2009: The year for virtual security

Tom Ashoff, vice president of engineering, Sourcefire
2007 was a breakout year for virtualization, when companies discovered the economic and organizational benefits in building out a virtual infrastructure. According to a survey conducted by Symantec in late 2007, 90 percent of the survey respondents were at least considering virtualization for their data centers, and 50 percent were actually implementing it. 

2008 was a year where organizations were digesting their purchases of virtualization products and starting to realize the management challenges associated with virtualization. Everything from performance and capacity management to troubleshooting and security administration becomes more difficult in a volatile, multilayered and often heterogeneous virtualized environment.

In the midst of dealing with the complexity of managing virtual networks, organizations have not paid sufficient attention to security. According to Stephen Elliott, IDC’s research director for enterprise systems management software, “We’re finding security is the forgotten stepchild in the virtualization build-out. That’s scary when you think about the number of production-level VMs (virtual machines).” IDC research indicates that 75 percent of companies with 1,000 or more employees are employing virtualization today.

Because of the lack of attention paid to securing virtual networks, there is a distinct possibility that 2009 will bring the first public security breach related to virtualization policies or technologies. As a result, in 2009 security will take center stage in virtual environments.

Compliance will also play a much larger role for virtualization this year. Until now, auditors have not focused on inspecting virtual networks to ensure they meet regulatory requirements. At some point we can expect that virtualization will explicitly be mentioned in standards such as the Payment Card Industry’s Data Security Standard (PCI-DSS) and organizations will have to determine how they can meet these compliance requirements.

As virtualization begins to reach maturity within the enterprise, a number of best practices can help mitigate the security risks that may be created:

1. Apply standard security practices to VMs as if they were physical.  These include anti-virus and anti-spyware agents, configuration control, and vulnerability scanning.

2. Segment VMs by the data they contain.
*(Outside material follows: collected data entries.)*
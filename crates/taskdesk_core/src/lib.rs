pub mod config;
pub mod due_date;
pub mod error;
pub mod ids;
pub mod model;
pub mod notify;
pub mod ordering;
pub mod storage;
pub mod task_api;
Do not combine VMs containing sensitive data with VMs designated for QA or testing, for example.

3. Enforce isolation between network segments. Do not combine VMs in the same host if they are connected to network segments at different trust levels. 

4. Guard against VM sprawl by maintaining an inventory of VMs and the physical host they reside on.  All migrations should be documented and subject to a configuration control approval process.

As regulatory pressure begins to emerge, IT security professionals must support best practices with tools that can help them do their jobs effectively—offering visibility into their virtual infrastructure; tracking where VMs reside, where they move to, and what other hosts they are communicating with; and providing the same level of security to their virtual infrastructure that they do to their physical infrastructure. 

If we are to truly benefit from the promises of virtualization, security must come to the forefront in 2009. Best practices and tools that offer a holistic approach for managing both physical and virtual network security are the answer, and can help the industry avoid a public and damaging wake-up call.